Additionally, Fine’s bill would protect patient confidentiality by preventing the release of opioid prescription and treatment information without a legal order verified by the Illinois Department of Human Services or an administrative subpoena from the Illinois Department of Financial and Professional Regulation. […]
House Bill 5373 passed the Senate on Wednesday.
* Rep. Cyril Nichols introduced HB5917 this morning…
Amends the Pharmacy Benefit Manager Article of the Illinois Insurance Code. Provides that, on or before July 1 of each calendar year, each pharmacy benefit manager registered in this State must submit a report to the Director of Insurance detailing specified information concerning pricing discounts, rebates, or other financial incentives received by the pharmacy benefit manager during the previous calendar year; the terms and conditions of any contract between the pharmacy benefit manager and any party related to providing pharmacy benefit manager services to a health plan; and any activity, policy, practice, contract, or arrangement of the pharmacy benefit manager that may directly or indirectly present a conflict of interest. Provides that the Director may, at the Director’s discretion, require additional quarterly reports. Sets forth provisions concerning confidentiality and rulemaking. Effective January 1, 2026.
* 25News Now…
Wednesday in Springfield, Republican State Reps. Charlie Meier, David Friess, and Bill Hauter raised concerns over drug exposure in Illinois prisons.
They said many inmates receive mail, ask for bug fumigation in their cells, and then smoke the mail laced with insecticide as cigarettes. The lawmakers said this is causing other inmates and workers to get sick from the smoke. […]
The representatives are supporting Bill 5893, which will require the Illinois Department of Corrections to implement a policy of electronically scanning and processing all incoming mail for inmates.[…]

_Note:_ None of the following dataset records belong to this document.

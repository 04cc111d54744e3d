//! Configuration module
//!
//! Run settings come from a config file, then a named profile, then
//! `SKIPAWARE_*` environment variables, then command line flags.

mod env;
mod file;
mod profile;

pub use env::{print_env_help, EnvBuilder, EnvConfig, EnvGuard};
pub use file::ConfigFile;
pub use profile::RunProfile;

use anyhow::{Context, Result};
use serde::{Deserialize, Serialize};
use std::collections::BTreeMap;
use std::path::{Path, PathBuf};

use crate::models::{RunOptions, Verbosity, DEFAULT_RESTART_FILE};

/// Application configuration
#[derive(Clone, Debug, Serialize, Deserialize)]
#[serde(default)]
pub struct AppConfig {
    pub verbosity: Verbosity,

    /// Stop on the first failure or error
    pub exit_first: bool,

    /// Offer post-mortem debugging after the run
    pub pdb: bool,

    /// Restart ledger location
    pub restart_file: PathBuf,

    /// Log level for engine diagnostics
    pub log_level: String,

    /// Report format: text, json, json-pretty or summary
    pub format: String,

    /// Where stored runs go; platform data directory when unset
    pub results_dir: Option<PathBuf>,

    /// Free-form options readable by test code
    pub options: BTreeMap<String, String>,
}

impl Default for AppConfig {
    fn default() -> Self {
        Self {
            verbosity: Verbosity::Normal,
            exit_first: false,
            pdb: false,
            restart_file: PathBuf::from(DEFAULT_RESTART_FILE),
            log_level: "warn".to_string(),
            format: "text".to_string(),
            results_dir: None,
            options: BTreeMap::new(),
        }
    }
}

impl AppConfig {
    /// Load configuration from file
    pub fn load(path: impl AsRef<Path>) -> Result<Self> {
        let content =
            std::fs::read_to_string(path.as_ref()).context("Failed to read config file")?;

        let config: Self = if file::is_yaml_file(path.as_ref()) {
            serde_yaml::from_str(&content).context("Failed to parse YAML config")?
        } else {
            serde_json::from_str(&content).context("Failed to parse JSON config")?
        };

        Ok(config)
    }

    /// Save configuration to file
    pub fn save(&self, path: impl AsRef<Path>) -> Result<()> {
        let content = if file::is_yaml_file(path.as_ref()) {
            serde_yaml::to_string(self).context("Failed to serialize config")?
        } else {
            serde_json::to_string_pretty(self).context("Failed to serialize config")?
        };

        std::fs::write(path, content).context("Failed to write config file")?;
        Ok(())
    }

    /// Run options as configured, before profile, environment and flags
    pub fn run_options(&self) -> RunOptions {
        let mut options = RunOptions::new()
            .with_verbosity(self.verbosity)
            .exit_first(self.exit_first)
            .pdb_mode(self.pdb)
            .with_restart_file(self.restart_file.clone());
        for (key, value) in &self.options {
            options = options.with_extra(key.clone(), value.clone());
        }
        options
    }
}
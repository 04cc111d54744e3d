//! Timing helpers for test and run durations

use std::time::{Duration, Instant};

/// Measures one test or one run
#[derive(Debug)]
pub struct Timer {
    start: Instant,
    label: String,
}

impl Timer {
    /// Create and start a new timer
    pub fn start(label: impl Into<String>) -> Self {
        Self {
            start: Instant::now(),
            label: label.into(),
        }
    }

    pub fn label(&self) -> &str {
        &self.label
    }

    pub fn elapsed(&self) -> Duration {
        self.start.elapsed()
    }

    pub fn elapsed_ms(&self) -> u64 {
        self.elapsed().as_millis() as u64
    }
}

/// Stopwatch with lap timing, for the phases of a command
#[derive(Debug)]
pub struct Stopwatch {
    start: Instant,
    laps: Vec<(String, Duration)>,
}

impl Stopwatch {
    pub fn new() -> Self {
        Self {
            start: Instant::now(),
            laps: Vec::new(),
        }
    }

    /// Record a lap
    pub fn lap(&mut self, label: impl Into<String>) {
        let elapsed = self.start.elapsed();
        self.laps.push((label.into(), elapsed));
    }

    pub fn total(&self) -> Duration {
        self.start.elapsed()
    }

    pub fn laps(&self) -> &[(String, Duration)] {
        &self.laps
    }

    /// Get lap times (duration of each lap, not cumulative)
    pub fn lap_times(&self) -> Vec<(String, Duration)> {
        let mut result = Vec::new();
        let mut prev = Duration::ZERO;

        for (label, cumulative) in &self.laps {
            result.push((label.clone(), *cumulative - prev));
            prev = *cumulative;
        }

        result
    }

    /// Format laps as string
    pub fn format(&self) -> String {
        let mut output = String::new();
        for (label, duration) in self.lap_times() {
            output.push_str(&format!("{}: {}ms\n", label, duration.as_millis()));
        }
        output.push_str(&format!("Total: {}ms", self.total().as_millis()));
        output
    }
}

impl Default for Stopwatch {
    fn default() -> Self {
        Self::new()
    }
}
// Copyright (c) 2025 Soumyadip Sarkar.
// All rights reserved.
//
// This source code is licensed under the license found in the
// LICENSE file in the root directory of this source tree.

use crate::models::{FileRecord, MetricsRecord, UniqueCounts, UniqueSerialSets};

/// Running totals across every committed file, plus the file registry.
///
/// Counters and amounts move incrementally. Unique-serial counts are always
/// re-read from the global sets after any change.
#[derive(Debug, Default)]
pub struct GlobalLedger {
    metrics: MetricsRecord,
    serials: UniqueSerialSets,
    files: Vec<FileRecord>,
}

impl GlobalLedger {
    pub fn new() -> Self {
        Self::default()
    }

    pub fn merge_file(&mut self, metrics: &MetricsRecord, serials: &UniqueSerialSets) {
        self.metrics.merge(metrics);
        self.serials.union_with(serials);
        self.refresh_unique_counts();
    }

    /// Subtracts a file's counters and amounts, floored at zero. Its serials
    /// are handled separately by [`GlobalLedger::remove_serials`].
    pub fn unmerge_file(&mut self, metrics: &MetricsRecord) {
        self.metrics.unmerge_floored(metrics);
        self.refresh_unique_counts();
    }

    pub fn remove_serials(&mut self, serials: &UniqueSerialSets) {
        self.serials.remove_all(serials);
        self.refresh_unique_counts();
    }

    /// Rebuilds totals and sets from the active file records alone.
    pub fn full_recompute(&mut self) {
        let mut metrics = MetricsRecord::default();
        let mut serials = UniqueSerialSets::default();
        for file in self.files.iter().filter(|f| f.is_active()) {
            metrics.merge(&file.metrics);
            serials.union_with(&file.serials);
        }
        metrics.set_unique_counts(serials.counts());
        self.metrics = metrics;
        self.serials = serials;
    }

    fn refresh_unique_counts(&mut self) {
        self.metrics.set_unique_counts(self.serials.counts());
    }

    pub fn metrics(&self) -> &MetricsRecord {
        &self.metrics
    }

    pub fn summary(&self) -> MetricsRecord {
        self.metrics.clone()
    }

    pub fn serials(&self) -> &UniqueSerialSets {
        &self.serials
    }

    pub fn unique_counts(&self) -> UniqueCounts {
        self.serials.counts()
    }

    pub fn register(&mut self, record: FileRecord) {
        self.files.push(record);
    }

    pub fn files(&self) -> &[FileRecord] {
        &self.files
    }

    pub fn file(&self, name: &str) -> Option<&FileRecord> {
        self.files.iter().find(|f| f.name == name)
    }

    pub(crate) fn file_mut(&mut self, name: &str) -> Option<&mut FileRecord> {
        self.files.iter_mut().find(|f| f.name == name)
    }

    pub fn active_files(&self) -> impl Iterator<Item = &FileRecord> + '_ {
        self.files.iter().filter(|f| f.is_active())
    }

    /// Drops a record from the registry for good.
    pub(crate) fn delete(&mut self, name: &str) -> Option<FileRecord> {
        let idx = self.files.iter().position(|f| f.name == name)?;
        Some(self.files.remove(idx))
    }

    /// Zeroes the totals and sets but keeps the registry.
    pub fn clear_totals(&mut self) {
        self.metrics = MetricsRecord::default();
        self.serials.clear();
    }

    pub fn reset(&mut self) {
        self.clear_totals();
        self.files.clear();
    }
}

#[cfg(test)]
mod tests {
    use super::*;
    use crate::models::{FileStatus, TransactionRow};
    use crate::source::FileOrigin;

    fn record(name: &str, rows: &[TransactionRow]) -> FileRecord {
        let mut rec = FileRecord::new(name, FileOrigin::memory(Vec::new()));
        for row in rows {
            crate::metrics::fold_row(row, &mut rec.metrics, &mut rec.serials);
        }
        rec.metrics.set_unique_counts(rec.serials.counts());
        rec.status = FileStatus::Processed;
        rec
    }

    fn hoc(amount: &str, serial: &str) -> TransactionRow {
        TransactionRow::from_fields("HOC", amount, "USD", "C", "05-JAN-23", serial)
    }

    #[test]
    fn merge_recounts_uniques_from_sets() {
        let a = record("a.csv", &[hoc("10", "S1"), hoc("5", "S2")]);
        let b = record("b.csv", &[hoc("1", "S2")]);
        let mut ledger = GlobalLedger::new();
        ledger.merge_file(&a.metrics, &a.serials);
        ledger.merge_file(&b.metrics, &b.serials);
        assert_eq!(ledger.metrics().total_transactions, 3);
        assert_eq!(ledger.metrics().hoc_unique_serial_count, 2);
        assert_eq!(ledger.unique_counts().total, 2);
    }

    #[test]
    fn full_recompute_skips_inactive_records() {
        let a = record("a.csv", &[hoc("10", "S1")]);
        let mut b = record("b.csv", &[hoc("7", "S2")]);
        b.status = FileStatus::Removed;
        let mut ledger = GlobalLedger::new();
        ledger.register(a);
        ledger.register(b);
        ledger.full_recompute();
        assert_eq!(ledger.metrics().total_transactions, 1);
        assert_eq!(ledger.metrics().total_amount, rust_decimal::Decimal::from(10));
        assert_eq!(ledger.active_files().count(), 1);
    }
}
// Copyright (c) AlphaVelocity.
// All rights reserved.
//
// This source code is licensed under the license found in the
// LICENSE file in the root directory of this source tree.

use crate::config::Settings;
use crate::models::MetricsRecord;
use crate::utils::{fmt_amount, fmt_count, open_session, pretty_table};
use anyhow::Result;
use rust_decimal::Decimal;
use serde::Serialize;

#[derive(Debug, Serialize)]
#[serde(rename_all = "camelCase")]
struct SummaryView<'a> {
    files_processed: usize,
    #[serde(flatten)]
    metrics: &'a MetricsRecord,
}

pub fn handle(m: &clap::ArgMatches, settings: &Settings) -> Result<()> {
    let json_flag = m.get_flag("json");
    let jsonl_flag = m.get_flag("jsonl");
    let dash = open_session(m, settings)?;

    let view = SummaryView {
        files_processed: dash.processed_count(),
        metrics: dash.metrics(),
    };
    if !crate::utils::maybe_print_json(json_flag, jsonl_flag, &view)? {
        let rows = summary_rows(view.files_processed, view.metrics, &settings.display_currency);
        println!("{}", pretty_table(&["Metric", "Value"], rows));
    }
    Ok(())
}

pub fn summary_rows(files: usize, m: &MetricsRecord, ccy: &str) -> Vec<Vec<String>> {
    let amt = |d: &Decimal| fmt_amount(d, ccy);
    let row = |k: &str, v: String| vec![k.to_string(), v];
    vec![
        row("Files processed", fmt_count(files as u64)),
        row("Total transactions", fmt_count(m.total_transactions)),
        row("Total amount", amt(&m.total_amount)),
        row("HOC transactions", fmt_count(m.hoc.total.count)),
        row("HOC amount", amt(&m.hoc.total.amount)),
        row("HOC credit", fmt_count(m.hoc.split.credit.count)),
        row("HOC credit amount", amt(&m.hoc.split.credit.amount)),
        row("HOC debit", fmt_count(m.hoc.split.debit.count)),
        row("HOC debit amount", amt(&m.hoc.split.debit.amount)),
        row("IBD transactions", fmt_count(m.ibd.total.count)),
        row("IBD amount", amt(&m.ibd.total.amount)),
        row("IBD credit", fmt_count(m.ibd.split.credit.count)),
        row("IBD credit amount", amt(&m.ibd.split.credit.amount)),
        row("IBD debit", fmt_count(m.ibd.split.debit.count)),
        row("IBD debit amount", amt(&m.ibd.split.debit.amount)),
        row("USD transactions", fmt_count(m.currencies.usd.count)),
        row("USD amount", fmt_amount(&m.currencies.usd.amount, "USD")),
        row("MMK transactions", fmt_count(m.currencies.mmk.count)),
        row("MMK amount", fmt_amount(&m.currencies.mmk.amount, "MMK")),
        row("HOC unique serials", fmt_count(m.hoc_unique_serial_count as u64)),
        row("IBD unique serials", fmt_count(m.ibd_unique_serial_count as u64)),
        row("Total unique serials", fmt_count(m.total_unique_serial_count as u64)),
    ]
}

Meier said a pilot program for electronic mail is scheduled to start in seven months, but he said prisons cannot wait that long.
* Sen. Mike Simmons…
State Senator Mike Simmons is sponsoring legislation to strengthen workforce recruitment and retention for educators and childcare providers in Illinois.

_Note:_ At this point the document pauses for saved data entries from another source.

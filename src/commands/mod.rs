// Copyright (c) AlphaVelocity.
// All rights reserved.
//
// This source code is licensed under the license found in the
// LICENSE file in the root directory of this source tree.

pub mod summary;
pub mod table;
pub mod files;
pub mod exporter;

“We need a plan for Illinois families and childcare providers to be able to find the best employees possible,” said Simmons (D-Chicago). “By getting feedback from all parties, we can create a comprehensive plan that sets children, families and providers up for success.”
Under the legislation, the existing State Comprehensive Day Care Plan survey of day care facilities would include feedback from groups and individuals with relevant expertise and lived experiences with the goal of promoting workforce recruitment and retention for educators and childcare providers.
“We need to hear from the folks directly affected by workforce challenges, and with this legislation, we can bring more people to the table while we continue to address this ongoing problem,” Simmons said. “With the help of communities across the state who are struggling with childcare solutions, we can find better ways Illinois can assist in addressing the employment shortcomings.”
House Bill 814 passed the Senate on Wednesday.